Complexity (Jan 2021)
Improved Genetic Algorithm to Solve the Scheduling Problem of College English Courses
Abstract
In this paper, an improved genetic algorithm is designed to solve the above multiobjective optimization problem for the scheduling problem of college English courses. Firstly, a variable-length decimal coding scheme satisfying the same course that can be scheduled at different times, different classrooms, and different teaching weeks per week is proposed, which fully considers the flexibility of classrooms and time arrangements of the course and makes the scheduling problem more reasonable. Secondly, a problem-specific local search operator is designed to accelerate the convergence speed of the algorithm.

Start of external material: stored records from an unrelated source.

//! Shift swap requests as held by the remote request store

use serde::{Deserialize, Deserializer, Serialize};

/// Identifier assigned by the request store.
///
/// The store may answer with a JSON string or a number; both are kept as text.
#[derive(Debug, Clone, Default, Serialize, PartialEq, Eq, Hash)]
#[serde(transparent)]
pub struct RequestId(pub String);

impl RequestId {
    pub fn new(id: impl Into<String>) -> Self {
        Self(id.into())
    }

    pub fn as_str(&self) -> &str {
        &self.0
    }

    pub fn is_empty(&self) -> bool {
        self.0.trim().is_empty()
    }
}

impl std::fmt::Display for RequestId {
    fn fmt(&self, f: &mut std::fmt::Formatter<'_>) -> std::fmt::Result {
        f.write_str(&self.0)
    }
}

impl<'de> Deserialize<'de> for RequestId {
    fn deserialize<D: Deserializer<'de>>(deserializer: D) -> Result<Self, D::Error> {
        #[derive(Deserialize)]
        #[serde(untagged)]
        enum RawId {
            Text(String),
            Number(serde_json::Number),
            Missing(()),
        }

        Ok(match RawId::deserialize(deserializer)? {
            RawId::Text(text) => RequestId(text),
            RawId::Number(number) => RequestId(number.to_string()),
            RawId::Missing(()) => RequestId::default(),
        })
    }
}

/// Lifecycle state of a request: open until someone accepts it
#[derive(Debug, Clone, Default, PartialEq, Eq)]
pub enum RequestStatus {
    #[default]
    Open,
    Accepted,
    Other(String),
}

impl RequestStatus {
    pub fn as_str(&self) -> &str {
        match self {
            RequestStatus::Open => "open",
            RequestStatus::Accepted => "accepted",
            RequestStatus::Other(status) => status,
        }
    }
}

impl From<String> for RequestStatus {
    fn from(status: String) -> Self {
        match status.trim().to_lowercase().as_str() {
            "open" => RequestStatus::Open,
            "accepted" => RequestStatus::Accepted,
            _ => RequestStatus::Other(status),
        }
    }
}

impl From<RequestStatus> for String {
    fn from(status: RequestStatus) -> Self {
        status.as_str().to_string()
    }
}

impl Serialize for RequestStatus {
    fn serialize<S: serde::Serializer>(&self, serializer: S) -> Result<S::Ok, S::Error> {
        serializer.serialize_str(self.as_str())
    }
}

impl<'de> Deserialize<'de> for RequestStatus {
    fn deserialize<D: Deserializer<'de>>(deserializer: D) -> Result<Self, D::Error> {
        let status = Option::<String>::deserialize(deserializer)?;
        Ok(status.map(RequestStatus::from).unwrap_or(RequestStatus::Other(String::new())))
    }
}

/// A request as listed by the store. The client never edits these in place;
/// it re-fetches after every successful add or accept.
#[derive(Debug, Clone, Default, Serialize, Deserialize, PartialEq, Eq)]
pub struct ShiftRequest {
    #[serde(default)]
    pub id: RequestId,
    #[serde(default, deserialize_with = "empty_if_null")]
    pub date: String,
    #[serde(default, deserialize_with = "empty_if_null")]
    pub name: String,
    #[serde(default, deserialize_with = "empty_if_null")]
    pub code: String,
    #[serde(default, deserialize_with = "empty_if_null")]
    pub note: String,
    #[serde(default = "missing_status")]
    pub status: RequestStatus,
    #[serde(default, skip_serializing_if = "Option::is_none")]
    pub accepted_at: Option<String>,
    #[serde(default, skip_serializing_if = "Option::is_none")]
    pub accepter_name: Option<String>,
}

/// Text fields the store may send as `null`
fn empty_if_null<'de, D: Deserializer<'de>>(deserializer: D) -> Result<String, D::Error> {
    Ok(Option::<String>::deserialize(deserializer)?.unwrap_or_default())
}

fn missing_status() -> RequestStatus {
    RequestStatus::Other(String::new())
}

impl ShiftRequest {
    pub fn is_open(&self) -> bool {
        self.status == RequestStatus::Open
    }

    pub fn is_accepted(&self) -> bool {
        self.status == RequestStatus::Accepted
    }
}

Finally, under the framework of optimal individual retention, the selection operator, crossover operator, and variation operator are improved. It is experimentally demonstrated that the designed algorithm not only has a faster convergence speed but also improves the diversity of individuals to a certain extent to enhance the search space and jump out of the local optimum. Research shows that the improved genetic algorithm has improved average fitness value and time compared with traditional genetic algorithm. At the same time, the use of the largest fuzzy pattern algorithm effectively solves the conflict problem of college English lesson scheduling, thereby improving the solution of college English lesson scheduling. Through the research of this article, the management system of college English course scheduling has been made more intelligent, and the rational allocation of teaching resources and the completion of education and teaching plans have been improved.